Former President, Association of Resident Doctors in Lagos University Teaching Hospital (LUTH), Dr. Omojowolo Olubunmi, said regular and proper hand washing is perhaps the most important and effective public health means of preventing the spread of diseases.
He added that many communicable diseases, such as cholera, typhoid fever and poliomyelitis, among others, are transmitted via the faeco-oral route. Regularly washing hands with soap and water is the best way to reduce the number of germs in most situations.
Olubunmi said: “If soap and water are not available, an alcohol-based hand sanitiser that contains at least 60 per cent alcohol can be used. Alcohol-based hand sanitisers can quickly reduce the number of germs on hands in some situations, but sanitisers are not as effective as proper hand washing.
“Generally, the act of hand washing is low among Nigerians, and even healthcare personnel. Only about 30 to 40 percent of Nigerians wash their hands regularly, though this may increase to about 60 percent shortly before eating.
“The situation, where hand washing is very essential, include, but not limited to before, during, and after preparing food, before eating food, before and after tending to a sick person, before and after treating a cut or wound, after using the toilet, after changing diapers or cleaning up a child, who has used the toilet, after blowing your nose, coughing, or sneezing, after touching an animal, animal feed, or animal waste, after handling pet food or pet treats and after touching garbage.

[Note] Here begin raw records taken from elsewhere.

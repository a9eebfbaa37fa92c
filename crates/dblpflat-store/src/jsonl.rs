//! JSON lines sink: one object per row.

use std::io::Write;

use dblpflat_core::{Column, EntityKind, Table};
use serde::ser::{Serialize, SerializeMap, Serializer};

use crate::{check_write_args, CellMode, Sink, StoreError};

/// Writes each row as a JSON object on its own line.
///
/// Keys appear as `"table"`, `"kind"`, then the table columns in layout
/// order, so the same table always serializes to the same bytes.
/// [`CellMode::First`] writes a string or null per cell, [`CellMode::Json`]
/// an array of strings.
pub struct JsonLinesSink<W: Write> {
    writer: W,
    cells: CellMode,
}

impl<W: Write> JsonLinesSink<W> {
    pub fn new(writer: W, cells: CellMode) -> Self {
        Self { writer, cells }
    }

    pub fn into_inner(self) -> W {
        self.writer
    }
}

struct RowRecord<'a> {
    table: &'a str,
    kind: EntityKind,
    columns: &'a [Column],
    cells: &'a [Vec<String>],
    mode: CellMode,
}

impl Serialize for RowRecord<'_> {
    fn serialize<S: Serializer>(&self, serializer: S) -> Result<S::Ok, S::Error> {
        let mut map = serializer.serialize_map(Some(self.columns.len() + 2))?;
        map.serialize_entry("table", self.table)?;
        map.serialize_entry("kind", &self.kind)?;
        for (column, cell) in self.columns.iter().zip(self.cells) {
            match self.mode {
                CellMode::First => map.serialize_entry(column.name(), &cell.first())?,
                CellMode::Json => map.serialize_entry(column.name(), cell)?,
            }
        }
        map.end()
    }
}

impl<W: Write> Sink for JsonLinesSink<W> {
    fn write_table(
        &mut self,
        table_name: &str,
        table: &Table,
        batch_size: usize,
    ) -> Result<usize, StoreError> {
        check_write_args(table_name, batch_size)?;

        let mut written = 0;
        for chunk in table.rows().chunks(batch_size) {
            for row in chunk {
                let record = RowRecord {
                    table: table_name,
                    kind: row.kind,
                    columns: table.columns(),
                    cells: &row.cells,
                    mode: self.cells,
                };
                serde_json::to_writer(&mut self.writer, &record)?;
                self.writer.write_all(b"\n")?;
            }
            self.writer.flush()?;
            written += chunk.len();
        }

        tracing::info!(table = table_name, rows = written, "table written");
        Ok(written)
    }
}
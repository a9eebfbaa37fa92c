//! Persistence for extracted tables.
//!
//! A [`Sink`] appends a finished [`Table`] in fixed-size chunks. Two sinks
//! are provided: SQLite ([`SqliteSink`]) and JSON lines
//! ([`JsonLinesSink`]).

mod jsonl;
mod sqlite;

use std::fmt;
use std::str::FromStr;

use dblpflat_core::Table;
use serde::{Deserialize, Serialize};
use thiserror::Error;

pub use jsonl::JsonLinesSink;
pub use sqlite::SqliteSink;

/// Rows per chunk unless configured otherwise.
pub const DEFAULT_BATCH_SIZE: usize = 5000;

#[derive(Error, Debug)]
pub enum StoreError {
    #[error("database error: {0}")]
    Database(#[from] rusqlite::Error),
    #[error("JSON error: {0}")]
    Json(#[from] serde_json::Error),
    #[error("IO error: {0}")]
    Io(#[from] std::io::Error),
    #[error("batch size must be at least 1")]
    InvalidBatchSize,
    #[error("table name must not be empty")]
    EmptyTableName,
    #[error("unknown cell mode: {0} (expected first or json)")]
    UnknownCellMode(String),
}

/// Append-only destination for extracted tables.
pub trait Sink {
    /// Write every row of `table` into `table_name`, `batch_size` rows at a
    /// time. Returns the number of rows actually written.
    fn write_table(
        &mut self,
        table_name: &str,
        table: &Table,
        batch_size: usize,
    ) -> Result<usize, StoreError>;
}

/// How a multi-valued cell is stored.
#[derive(Debug, Clone, Copy, PartialEq, Eq, Default, Serialize, Deserialize)]
#[serde(rename_all = "lowercase")]
pub enum CellMode {
    /// Only the first value; null when the cell is empty.
    #[default]
    First,
    /// All values as a JSON array.
    Json,
}

impl CellMode {
    pub fn as_str(&self) -> &'static str {
        match self {
            CellMode::First => "first",
            CellMode::Json => "json",
        }
    }

    /// Render a cell as a single nullable text value.
    pub fn render(&self, cell: &[String]) -> Result<Option<String>, StoreError> {
        match self {
            CellMode::First => Ok(cell.first().cloned()),
            CellMode::Json => Ok(Some(serde_json::to_string(cell)?)),
        }
    }
}

impl fmt::Display for CellMode {
    fn fmt(&self, f: &mut fmt::Formatter<'_>) -> fmt::Result {
        f.write_str(self.as_str())
    }
}

impl FromStr for CellMode {
    type Err = StoreError;

    fn from_str(s: &str) -> Result<Self, Self::Err> {
        match s.trim().to_ascii_lowercase().as_str() {
            "first" => Ok(CellMode::First),
            "json" => Ok(CellMode::Json),
            _ => Err(StoreError::UnknownCellMode(s.to_string())),
        }
    }
}

fn check_write_args(table_name: &str, batch_size: usize) -> Result<(), StoreError> {
    if batch_size == 0 {
        return Err(StoreError::InvalidBatchSize);
    }
    if table_name.trim().is_empty() {
        return Err(StoreError::EmptyTableName);
    }
    Ok(())
}

#[cfg(test)]
mod tests {
    use super::*;

    #[test]
    fn test_cell_mode_render() {
        let cell = vec!["Ann".to_string(), "Bob \"B\"".to_string()];
        assert_eq!(CellMode::First.render(&cell).unwrap().as_deref(), Some("Ann"));
        assert_eq!(CellMode::First.render(&[]).unwrap(), None);
        assert_eq!(
            CellMode::Json.render(&cell).unwrap().as_deref(),
            Some(r#"["Ann","Bob \"B\""]"#)
        );
        assert_eq!(CellMode::Json.render(&[]).unwrap().as_deref(), Some("[]"));
    }

    #[test]
    fn test_cell_mode_parse() {
        assert_eq!("first".parse::<CellMode>().unwrap(), CellMode::First);
        assert_eq!(" JSON ".parse::<CellMode>().unwrap(), CellMode::Json);
        assert!(matches!(
            "csv".parse::<CellMode>(),
            Err(StoreError::UnknownCellMode(_))
        ));
    }

    #[test]
    fn test_write_args() {
        assert!(matches!(check_write_args("t", 0), Err(StoreError::InvalidBatchSize)));
        assert!(matches!(check_write_args(" ", 10), Err(StoreError::EmptyTableName)));
        assert!(check_write_args("articles", 1).is_ok());
    }
}
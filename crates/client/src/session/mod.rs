//! Client-side session state.
//!
//! A [`SessionStore`] is created once at startup with [`SessionStore::init`],
//! shared through an `Arc` with the API client and every view, and torn down
//! with [`SessionStore::logout`].
//!
//! # Lifecycle
//!
//! - `init` reads the durable token. A stored token makes the session
//!   authenticated immediately, but the profile stays unknown until the next
//!   login: only the token is persisted.
//! - `login` persists the token and replaces the in-memory token and profile.
//! - `logout` clears memory first, then durable storage.
//!
//! No expiry or revocation check happens here; the server rejects stale
//! tokens and the caller decides what to show.

pub mod storage;

pub use storage::{FileTokenStorage, MemoryTokenStorage, StorageError, TOKEN_KEY, TokenStorage};

use secrecy::{ExposeSecret, SecretString};
use taskmanager_core::{Role, UserProfile};
use tokio::sync::RwLock;
use tracing::{info, instrument, warn};

/// A point-in-time view of the session.
#[derive(Debug, Clone, Default)]
pub struct Session {
    /// Bearer token, if logged in.
    pub token: Option<SecretString>,
    /// Authenticated user's profile. Absent after a restart until the next
    /// login, even when `token` is present.
    pub user: Option<UserProfile>,
}

impl Session {
    /// True iff a token is present.
    #[must_use]
    pub const fn is_authenticated(&self) -> bool {
        self.token.is_some()
    }

    /// The profile's role, if a profile is loaded.
    #[must_use]
    pub fn role(&self) -> Option<Role> {
        self.user.as_ref().map(|user| user.role)
    }
}

/// Process-wide session state with durable token storage.
pub struct SessionStore {
    storage: Box<dyn TokenStorage>,
    state: RwLock<Session>,
}

impl std::fmt::Debug for SessionStore {
    fn fmt(&self, f: &mut std::fmt::Formatter<'_>) -> std::fmt::Result {
        f.debug_struct("SessionStore")
            .field("token", &"[REDACTED]")
            .finish_non_exhaustive()
    }
}

impl SessionStore {
    /// Build the store, restoring a previously persisted token.
    ///
    /// A storage read failure is logged and treated as "no token" so that a
    /// damaged session file never prevents the client from starting.
    pub fn init(storage: impl TokenStorage + 'static) -> Self {
        let token = match storage.load() {
            Ok(token) => token,
            Err(e) => {
                warn!(error = %e, "Failed to read stored session token");
                None
            }
        };

        if token.is_some() {
            info!("Restored session token; profile unknown until next login");
        }

        Self {
            storage: Box::new(storage),
            state: RwLock::new(Session {
                token: token.map(SecretString::from),
                user: None,
            }),
        }
    }

    /// Record a successful login.
    ///
    /// Persists `token`, then replaces the in-memory token and profile. Makes
    /// no network call: the caller already authenticated.
    ///
    /// # Errors
    ///
    /// Returns `StorageError` if the token cannot be persisted. The in-memory
    /// session is left unchanged in that case.
    #[instrument(skip(self, token, profile), fields(username = %profile.username, role = %profile.role))]
    pub async fn login(&self, token: SecretString, profile: UserProfile) -> Result<(), StorageError> {
        self.storage.store(token.expose_secret())?;

        let mut state = self.state.write().await;
        state.token = Some(token);
        state.user = Some(profile);
        info!("Session started");
        Ok(())
    }

    /// End the session. Idempotent.
    ///
    /// Memory is cleared before storage, so [`Self::is_authenticated`] is
    /// false afterwards even when this returns an error.
    ///
    /// # Errors
    ///
    /// Returns `StorageError` if the persisted token could not be removed.
    #[instrument(skip(self))]
    pub async fn logout(&self) -> Result<(), StorageError> {
        {
            let mut state = self.state.write().await;
            let was_authenticated = state.token.is_some();
            *state = Session::default();
            if was_authenticated {
                info!("Session ended");
            }
        }
        self.storage.clear()
    }

    /// True iff a token is held in memory. The token is not verified.
    pub async fn is_authenticated(&self) -> bool {
        self.state.read().await.is_authenticated()
    }

    /// The current profile's role, or `None` if no profile is loaded.
    pub async fn current_role(&self) -> Option<Role> {
        self.state.read().await.role()
    }

    /// The current profile, if loaded.
    pub async fn profile(&self) -> Option<UserProfile> {
        self.state.read().await.user.clone()
    }

    /// The current bearer token, if any.
    pub async fn token(&self) -> Option<SecretString> {
        self.state.read().await.token.clone()
    }

    /// A copy of the whole session.
    pub async fn snapshot(&self) -> Session {
        self.state.read().await.clone()
    }
}

#[cfg(test)]
#[allow(clippy::unwrap_used)]
mod tests {
    use std::sync::Arc;

    use taskmanager_core::{Email, UserId};

    use super::*;

    fn profile(role: Role) -> UserProfile {
        UserProfile {
            id: UserId::new(1),
            username: "alice".to_string(),
            email: Email::parse("a@x.com").unwrap(),
            role,
        }
    }

    /// Storage that refuses every write, for failure paths.
    struct BrokenStorage;

    impl TokenStorage for BrokenStorage {
        fn load(&self) -> Result<Option<String>, StorageError> {
            Err(StorageError::Poisoned)
        }

        fn store(&self, _token: &str) -> Result<(), StorageError> {
            Err(StorageError::Poisoned)
        }

        fn clear(&self) -> Result<(), StorageError> {
            Err(StorageError::Poisoned)
        }
    }

    /// Storage shared between two stores, to simulate a restart.
    #[derive(Clone, Default)]
    struct SharedStorage(Arc<MemoryTokenStorage>);

    impl TokenStorage for SharedStorage {
        fn load(&self) -> Result<Option<String>, StorageError> {
            self.0.load()
        }

        fn store(&self, token: &str) -> Result<(), StorageError> {
            self.0.store(token)
        }

        fn clear(&self) -> Result<(), StorageError> {
            self.0.clear()
        }
    }

    #[tokio::test]
    async fn test_fresh_store_is_anonymous() {
        let store = SessionStore::init(MemoryTokenStorage::new());
        assert!(!store.is_authenticated().await);
        assert_eq!(store.current_role().await, None);
    }

    #[tokio::test]
    async fn test_login_then_authenticated_with_role() {
        for role in [Role::User, Role::Admin] {
            let store = SessionStore::init(MemoryTokenStorage::new());
            store
                .login(SecretString::from("tok"), profile(role))
                .await
                .unwrap();
            assert!(store.is_authenticated().await);
            assert_eq!(store.current_role().await, Some(role));
            assert_eq!(store.token().await.unwrap().expose_secret(), "tok");
        }
    }

    #[tokio::test]
    async fn test_login_replaces_profile_wholesale() {
        let store = SessionStore::init(MemoryTokenStorage::new());
        store
            .login(SecretString::from("a"), profile(Role::Admin))
            .await
            .unwrap();

        let mut other = profile(Role::User);
        other.username = "bob".to_string();
        store.login(SecretString::from("b"), other).await.unwrap();

        let session = store.snapshot().await;
        assert_eq!(session.user.unwrap().username, "bob");
        assert_eq!(session.token.unwrap().expose_secret(), "b");
    }

    #[tokio::test]
    async fn test_logout_always_unauthenticates() {
        let store = SessionStore::init(MemoryTokenStorage::with_token("stale"));
        store.logout().await.unwrap();
        assert!(!store.is_authenticated().await);

        // Idempotent.
        store.logout().await.unwrap();
        assert!(!store.is_authenticated().await);
        assert_eq!(store.profile().await, None);
    }

    #[tokio::test]
    async fn test_logout_with_broken_storage_still_clears_memory() {
        let store = SessionStore::init(BrokenStorage);
        assert!(!store.is_authenticated().await);
        assert!(store.logout().await.is_err());
        assert!(!store.is_authenticated().await);
    }

    #[tokio::test]
    async fn test_login_storage_failure_keeps_previous_state() {
        let store = SessionStore::init(BrokenStorage);
        let result = store.login(SecretString::from("t"), profile(Role::User)).await;
        assert!(result.is_err());
        assert!(!store.is_authenticated().await);
    }

    #[tokio::test]
    async fn test_restart_restores_token_but_not_profile() {
        let storage = SharedStorage::default();

        let first = SessionStore::init(storage.clone());
        first
            .login(SecretString::from("persisted"), profile(Role::Admin))
            .await
            .unwrap();

        let second = SessionStore::init(storage.clone());
        assert!(second.is_authenticated().await);
        assert_eq!(second.current_role().await, None);
        assert_eq!(second.token().await.unwrap().expose_secret(), "persisted");

        second.logout().await.unwrap();
        let third = SessionStore::init(storage);
        assert!(!third.is_authenticated().await);
    }
}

“Proper hand-washing, as recommended by the United States of America Centre for Disease Control and Prevention, include the following steps:
“Wet your hands with running water and apply soap. Rub your hands together to make lather. Scrub well for at least 20 seconds. Pay special attention to your wrists, the backs of your hands, between your fingers, and under your fingernails. Rinse your hands well under running water. Use a clean towel to dry your hands, or air-dry your hands.”